Roma in moneta. La storia della città eterna in una grande mostra diffusa
di Giuseppe MASSIMINI
A differenza di vari manufatti la moneta, dai primi esemplari in età repubblicana fino all’euro, ha sempre accompagnato le vicende della vita politica e culturale di Roma raccontata, oggi, nella mostra Roma in moneta. Arte e potere nella storia della città eterna (catalogo Silvana Editoriale). Promossa dal Dipartimento per la Valorizzazione del Patrimonio Culturale del Ministero della Cultura e curata da Alfonsina Russo, Edith Gabrielli, Simone Quilici e Federica Rinaldi, si articola su tre grandi sedi museali: il Museo Nazionale Romano, il Parco Archeologico del Colosseo e il VIVE (Vittoriano e Palazzo Venezia). Aperta fino al 27 settembre, narra oltre duemila anni di storia di Roma attraverso la moneta, figlia ed espressione di un’autorità politica, religiosa ed economica. Il percorso si snoda in 25 sottosezioni: otto al Museo Nazionale Romano, otto al Tempio di Romolo all’interno del Parco Archeologico del Colosseo e nove al VIVE dedicate ad altrettanti episodi cruciali nella storia di Roma e alle relative temperie culturali, come l’elezione di Giulio Cesare dittatore, il rientro di papa Martino V dalla cattività avignonese e la breccia di Porta Pia. Ciascuna sottosezione prende avvio da una singola moneta accompagnata, subito dopo, da opere di arte antica, dipinti, sculture, codici miniati, oreficerie, installazioni contemporanei e testimonianze della cultura materiale. Entriamo nel vivo della mostra. Sono oltre 160 le opere esposte, dall’antichità al contemporaneo.

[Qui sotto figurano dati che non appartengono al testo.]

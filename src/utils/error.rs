use thiserror::Error;

#[derive(Error, Debug)]
pub enum DashError {
    #[error("API request failed: {0}")]
    Http(#[from] reqwest::Error),

    #[error("IO error: {0}")]
    IoError(#[from] std::io::Error),

    #[error("Serialization error: {0}")]
    SerializationError(#[from] serde_json::Error),

    #[error("Invalid URL: {0}")]
    UrlError(#[from] url::ParseError),

    #[error("Configuration error in {field}: {message}")]
    ConfigValidationError { field: String, message: String },

    #[error("Invalid value '{value}' for {field}: {reason}")]
    InvalidConfigValueError {
        field: String,
        value: String,
        reason: String,
    },

    #[error("Build error: {message}")]
    BuildError { message: String },

    #[error("Dev server error: {message}")]
    ServerError { message: String },

    #[error("Request body exceeds {limit} bytes")]
    PayloadTooLarge { limit: usize },
}

#[derive(Debug, Clone, Copy, PartialEq, Eq)]
pub enum ErrorCategory {
    Network,
    Configuration,
    Filesystem,
    Data,
}

#[derive(Debug, Clone, Copy, PartialEq, Eq, PartialOrd, Ord)]
pub enum ErrorSeverity {
    Low,
    Medium,
    High,
    Critical,
}

impl DashError {
    pub fn category(&self) -> ErrorCategory {
        match self {
            DashError::Http(_)
            | DashError::ServerError { .. }
            | DashError::PayloadTooLarge { .. } => ErrorCategory::Network,
            DashError::UrlError(_)
            | DashError::ConfigValidationError { .. }
            | DashError::InvalidConfigValueError { .. } => ErrorCategory::Configuration,
            DashError::IoError(_) | DashError::BuildError { .. } => ErrorCategory::Filesystem,
            DashError::SerializationError(_) => ErrorCategory::Data,
        }
    }

    pub fn severity(&self) -> ErrorSeverity {
        match self {
            // The backend may simply be down or slow; running again can succeed.
            DashError::Http(_) => ErrorSeverity::Medium,
            DashError::PayloadTooLarge { .. } => ErrorSeverity::Low,
            DashError::SerializationError(_) | DashError::BuildError { .. } => ErrorSeverity::High,
            DashError::UrlError(_)
            | DashError::ConfigValidationError { .. }
            | DashError::InvalidConfigValueError { .. } => ErrorSeverity::High,
            DashError::IoError(_) | DashError::ServerError { .. } => ErrorSeverity::Critical,
        }
    }

    /// True when the underlying HTTP request was aborted by the client timeout.
    pub fn is_timeout(&self) -> bool {
        matches!(self, DashError::Http(e) if e.is_timeout())
    }

    /// HTTP status of a rejected response, if the backend answered at all.
    pub fn status(&self) -> Option<reqwest::StatusCode> {
        match self {
            DashError::Http(e) => e.status(),
            _ => None,
        }
    }

    pub fn user_friendly_message(&self) -> String {
        match self {
            DashError::Http(e) if e.is_timeout() => "The backend did not answer in time".to_string(),
            DashError::Http(e) if e.is_connect() => "Could not connect to the backend".to_string(),
            DashError::Http(e) => match e.status() {
                Some(status) => format!("The backend rejected the request ({})", status),
                None => format!("Request failed: {}", e),
            },
            DashError::ConfigValidationError { field, message } => {
                format!("Configuration problem in '{}': {}", field, message)
            }
            DashError::InvalidConfigValueError { field, reason, .. } => {
                format!("Configuration value '{}' is invalid: {}", field, reason)
            }
            other => other.to_string(),
        }
    }

    pub fn recovery_suggestion(&self) -> &'static str {
        match self.category() {
            ErrorCategory::Network => "Check that the backend is running and reachable, then retry",
            ErrorCategory::Configuration => "Fix the configuration file or command-line arguments",
            ErrorCategory::Filesystem => "Check that the project files exist and are writable",
            ErrorCategory::Data => "The backend returned an unexpected payload; check the API version",
        }
    }
}

pub type Result<T> = std::result::Result<T, DashError>;

#[cfg(test)]
mod tests {
    use super::*;

    #[test]
    fn test_config_errors_are_high_severity() {
        let err = DashError::InvalidConfigValueError {
            field: "server.port".to_string(),
            value: "0".to_string(),
            reason: "Value must be between 1 and 65535".to_string(),
        };
        assert_eq!(err.category(), ErrorCategory::Configuration);
        assert_eq!(err.severity(), ErrorSeverity::High);
        assert!(!err.is_timeout());
        assert!(err.status().is_none());
        assert!(err.user_friendly_message().contains("server.port"));
    }

    #[test]
    fn test_io_errors_are_critical() {
        let err: DashError = std::io::Error::new(std::io::ErrorKind::NotFound, "gone").into();
        assert_eq!(err.category(), ErrorCategory::Filesystem);
        assert_eq!(err.severity(), ErrorSeverity::Critical);
    }
}
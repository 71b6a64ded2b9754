use anyhow::Result;
use axum::body::Body;
use axum::http::{header, Request, StatusCode};
use httpmock::prelude::*;
use stock_dash::config::build_config::{BuildConfig, ProxyRule};
use stock_dash::core::dev_server;
use stock_dash::core::proxy::MAX_BODY_BYTES;
use tempfile::TempDir;
use tower::ServiceExt;

fn config_with_backend(root: &std::path::Path, target: String, change_origin: bool) -> BuildConfig {
    let mut config = BuildConfig {
        root: root.to_path_buf(),
        ..Default::default()
    };
    config.server.proxy.insert(
        "/api".to_string(),
        ProxyRule {
            target,
            change_origin,
        },
    );
    config
}

async fn body_text(response: axum::response::Response) -> String {
    let bytes = axum::body::to_bytes(response.into_body(), usize::MAX)
        .await
        .unwrap();
    String::from_utf8(bytes.to_vec()).unwrap()
}

#[tokio::test]
async fn test_api_requests_are_forwarded_with_origin_rewritten() -> Result<()> {
    let backend = MockServer::start_async().await;
    let mock = backend
        .mock_async(|when, then| {
            when.method(GET)
                .path("/api/stocks/list")
                .header("host", backend.address().to_string())
                .header("origin", backend.base_url());
            then.status(200)
                .header("content-type", "application/json")
                .json_body(serde_json::json!({"stocks": ["AAPL"]}));
        })
        .await;

    let root = TempDir::new()?;
    let app = dev_server::router(&config_with_backend(root.path(), backend.base_url(), true))?;

    let response = app
        .oneshot(
            Request::builder()
                .uri("/api/stocks/list")
                .header(header::HOST, "localhost:5173")
                .header(header::ORIGIN, "http://localhost:5173")
                .body(Body::empty())?,
        )
        .await?;

    assert_eq!(response.status(), StatusCode::OK);
    assert_eq!(
        response.headers().get(header::CONTENT_TYPE).unwrap(),
        "application/json"
    );
    let body: serde_json::Value = serde_json::from_str(&body_text(response).await)?;
    assert_eq!(body, serde_json::json!({"stocks": ["AAPL"]}));
    mock.assert_async().await;
    Ok(())
}

#[tokio::test]
async fn test_host_is_kept_without_change_origin() -> Result<()> {
    let backend = MockServer::start_async().await;
    let mock = backend
        .mock_async(|when, then| {
            when.method(GET)
                .path("/api/market/daily-summary")
                .query_param("start_date", "2024-01-01")
                .header("host", "localhost:5173")
                .header("origin", "http://localhost:5173");
            then.status(200).json_body(serde_json::json!({"data": []}));
        })
        .await;

    let root = TempDir::new()?;
    let app = dev_server::router(&config_with_backend(root.path(), backend.base_url(), false))?;

    let response = app
        .oneshot(
            Request::builder()
                .uri("/api/market/daily-summary?start_date=2024-01-01")
                .header(header::HOST, "localhost:5173")
                .header(header::ORIGIN, "http://localhost:5173")
                .body(Body::empty())?,
        )
        .await?;

    assert_eq!(response.status(), StatusCode::OK);
    mock.assert_async().await;
    Ok(())
}

#[tokio::test]
async fn test_backend_status_and_body_are_relayed() -> Result<()> {
    let backend = MockServer::start_async().await;
    backend
        .mock_async(|when, then| {
            when.method(POST).path("/api/echo").body("ping");
            then.status(418).body("short and stout");
        })
        .await;

    let root = TempDir::new()?;
    let app = dev_server::router(&config_with_backend(root.path(), backend.base_url(), true))?;

    let response = app
        .oneshot(
            Request::builder()
                .method("POST")
                .uri("/api/echo")
                .body(Body::from("ping"))?,
        )
        .await?;

    assert_eq!(response.status(), StatusCode::IM_A_TEAPOT);
    assert_eq!(body_text(response).await, "short and stout");
    Ok(())
}

#[tokio::test]
async fn test_backend_redirect_is_passed_through() -> Result<()> {
    let backend = MockServer::start_async().await;
    let redirect = backend
        .mock_async(|when, then| {
            when.method(GET).path("/api/stocks/list");
            then.status(301).header("location", "/api/stocks/list/");
        })
        .await;
    let followed = backend
        .mock_async(|when, then| {
            when.method(GET).path("/api/stocks/list/");
            then.status(200).body("followed");
        })
        .await;

    let root = TempDir::new()?;
    let app = dev_server::router(&config_with_backend(root.path(), backend.base_url(), true))?;

    let response = app
        .oneshot(Request::builder().uri("/api/stocks/list").body(Body::empty())?)
        .await?;

    assert_eq!(response.status(), StatusCode::MOVED_PERMANENTLY);
    assert_eq!(
        response.headers().get(header::LOCATION).unwrap(),
        "/api/stocks/list/"
    );
    redirect.assert_async().await;
    assert_eq!(followed.hits_async().await, 0);
    Ok(())
}

#[tokio::test]
async fn test_oversized_body_is_payload_too_large() -> Result<()> {
    let listener = std::net::TcpListener::bind("127.0.0.1:0")?;
    let target = format!("http://{}", listener.local_addr()?);
    drop(listener);

    let root = TempDir::new()?;
    let app = dev_server::router(&config_with_backend(root.path(), target, true))?;

    let response = app
        .oneshot(
            Request::builder()
                .method("POST")
                .uri("/api/upload")
                .body(Body::from(vec![0u8; MAX_BODY_BYTES + 1]))?,
        )
        .await?;

    assert_eq!(response.status(), StatusCode::PAYLOAD_TOO_LARGE);
    Ok(())
}

#[tokio::test]
async fn test_unreachable_backend_is_bad_gateway() -> Result<()> {
    let listener = std::net::TcpListener::bind("127.0.0.1:0")?;
    let target = format!("http://{}", listener.local_addr()?);
    drop(listener);

    let root = TempDir::new()?;
    let app = dev_server::router(&config_with_backend(root.path(), target, true))?;

    let response = app
        .oneshot(Request::builder().uri("/api/stocks/list").body(Body::empty())?)
        .await?;

    assert_eq!(response.status(), StatusCode::BAD_GATEWAY);
    Ok(())
}

#[tokio::test]
async fn test_other_paths_are_served_from_root() -> Result<()> {
    let root = TempDir::new()?;
    std::fs::write(root.path().join("index.html"), "<div id=\"app\"></div>")?;
    std::fs::create_dir_all(root.path().join("src"))?;
    std::fs::write(root.path().join("src/main.js"), "createApp(App)")?;

    let config = BuildConfig {
        root: root.path().to_path_buf(),
        ..Default::default()
    };
    let app = dev_server::router(&config)?;

    let index = app
        .clone()
        .oneshot(Request::builder().uri("/").body(Body::empty())?)
        .await?;
    assert_eq!(index.status(), StatusCode::OK);
    assert_eq!(body_text(index).await, "<div id=\"app\"></div>");

    let script = app
        .clone()
        .oneshot(Request::builder().uri("/src/main.js").body(Body::empty())?)
        .await?;
    assert_eq!(body_text(script).await, "createApp(App)");

    let missing = app
        .oneshot(Request::builder().uri("/nope.css").body(Body::empty())?)
        .await?;
    assert_eq!(missing.status(), StatusCode::NOT_FOUND);
    Ok(())
}

#[tokio::test]
async fn test_serves_over_tcp_until_shutdown() -> Result<()> {
    let backend = MockServer::start_async().await;
    let mock = backend
        .mock_async(|when, then| {
            when.method(GET).path("/api/stocks/AAPL/detail");
            then.status(200).json_body(serde_json::json!({"data": []}));
        })
        .await;

    let root = TempDir::new()?;
    let config = config_with_backend(root.path(), backend.base_url(), true);
    let listener = tokio::net::TcpListener::bind("127.0.0.1:0").await?;
    let addr = listener.local_addr()?;

    let (stop_tx, stop_rx) = tokio::sync::oneshot::channel::<()>();
    let server = tokio::spawn(async move {
        dev_server::run(listener, &config, async move {
            let _ = stop_rx.await;
        })
        .await
    });

    let api = stock_dash::StockApi::new(&format!("http://{}", addr))?;
    let body = api
        .get_detail("AAPL", stock_dash::QueryParams::new())
        .await?;
    assert_eq!(body, serde_json::json!({"data": []}));
    mock.assert_async().await;
    drop(api);

    stop_tx.send(()).ok();
    server.await??;
    Ok(())
}
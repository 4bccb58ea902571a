pub mod cli;
pub mod config;
pub mod database;
pub mod models;
pub mod pipeline;
pub mod services;

pub use models::Result;
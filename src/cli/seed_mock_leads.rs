use dialoguer::{theme::ColorfulTheme, Input};

use crate::database::insert_lead;
use crate::models::{CliApp, Result};
use crate::services::{LeadSource, MockLeadSource};

impl CliApp {
    /// Development helper: fill the database with mock leads without running
    /// any pipeline step on them.
    pub async fn seed_mock_leads(&self) -> Result<()> {
        println!("\n🌱 Seed mock leads");

        let count: usize = Input::with_theme(&ColorfulTheme::default())
            .with_prompt("How many")
            .default(10)
            .interact_text()?;

        let source = MockLeadSource::new();
        let records = source
            .find(
                &self.config.pipeline.default_niche,
                &self.config.pipeline.default_location,
                count,
            )
            .await?;

        for record in &records {
            let id = insert_lead(&self.db_pool, None, record).await?;
            println!("   ✓ [{}] {}", id, record.business_name);
        }

        println!("✓ Seeded {} lead(s)", records.len());
        Ok(())
    }
}
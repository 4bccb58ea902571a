use crate::config::{ApiKeys, Config};
use crate::database::DbPool;
use crate::models::{CliApp, Result};
use crate::pipeline::Pipeline;
use crate::services::Collaborators;

#[derive(Debug, Clone)]
pub enum MenuAction {
    RunCampaign,
    ProcessSingleLead,
    RedraftEmail,
    SendDraftedEmails,
    SeedMockLeads,
    ShowStats,
    Exit,
}

impl std::fmt::Display for MenuAction {
    fn fmt(&self, f: &mut std::fmt::Formatter<'_>) -> std::fmt::Result {
        match self {
            MenuAction::RunCampaign => {
                write!(f, "🚀 Run campaign: scrape → score → preview → draft")
            }
            MenuAction::ProcessSingleLead => {
                write!(f, "🔁 Re-process a single lead (retry from current stage)")
            }
            MenuAction::RedraftEmail => {
                write!(f, "✍️  Re-draft the email for a lead")
            }
            MenuAction::SendDraftedEmails => {
                write!(f, "📧 Send all drafted emails")
            }
            MenuAction::SeedMockLeads => {
                write!(f, "🌱 Seed mock leads (development)")
            }
            MenuAction::ShowStats => write!(f, "📊 Show database statistics"),
            MenuAction::Exit => write!(f, "🚪 Exit"),
        }
    }
}

impl CliApp {
    pub async fn new(config: Config, db_pool: DbPool, keys: ApiKeys) -> Result<Self> {
        let collaborators = Collaborators::from_config(&config, &keys);
        let pipeline = Pipeline::new(
            db_pool.clone(),
            collaborators,
            config.pipeline.clone(),
            config.sending.clone(),
        );

        Ok(Self {
            config,
            db_pool,
            pipeline,
        })
    }
}
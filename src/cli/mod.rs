pub mod cli;
pub mod run;

mod run_campaign;
mod run_redraft_email;
mod run_send_emails;
mod run_single_lead;
mod seed_mock_leads;
mod show_database_stats;

pub use cli::MenuAction;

Il museo Nazionale Romano nella sede delle Terme di Diocleziano approfondisce il periodo compreso tra la costruzione dell’identità repubblicana e l’autorappresentazione imperiale. “Attraverso il dialogo tra monete e testimonianze archeologiche, viene restituito oltre un millennio della storia di Roma”, spiega Federica Rinaldi, Direttrice del Museo Nazionale Romano. Affascina lo sguardo il Tremisse di Giustiniano I (537-542 d. C.), un’antica moneta d’oro. Non passano inosservate il Piatto onorario di Ardabur Aspar e il Ritratto di Giulio Cesare. Il Tempio di Romolo al Foro Romano indaga l’eredità medievale della monetazione romana che dal solidus, denarius e aes si evolve nelle più disparate forme, pur mantenendo a lungo, almeno per tutto l’Alto Medioevo, l’originaria denominazione imperiale. “Un fenomeno, ci ricorda Simone Quilici, Direttore del Parco archeologico del Colosseo, di lunga durata lessicale che ha proprio qui le sue origini, se si pensa che la zecca di Roma si trovava a pochi passi dal tempio di Giunone Moneta sul Campidoglio”. Tra i punti forza del percorso, dove non mancano comunque le monete, il monumentale Bonifacio VIII di Manno di Bandino da Siena. Ultima tappa nella sezione del Vittoriano tra la Roma di Sisto IV e quello del terzo millennio. “Tra questi due estremi, sottolinea Edith Gabrielli, Direttrice del VIVE, l’ambizione dei pontefici rinascimentali e la costruzione della Roma Barocca, le discontinuità dell’età moderna e le aspirazioni nazionali dell’ottocento, le nuove identità politiche del 900 e le sfide dell’integrazione europea”. Si confrontano una scelta di opere tra la Roma di ieri come il Ritratto di PapaAlessandro VII Chigi di Gian Lorenzo Bernini e la Roma di oggi con Untitled di Maurizio Cattelan che chiude il racconto sul presente europeo. Sotto lo sguardo vigile dell’euro.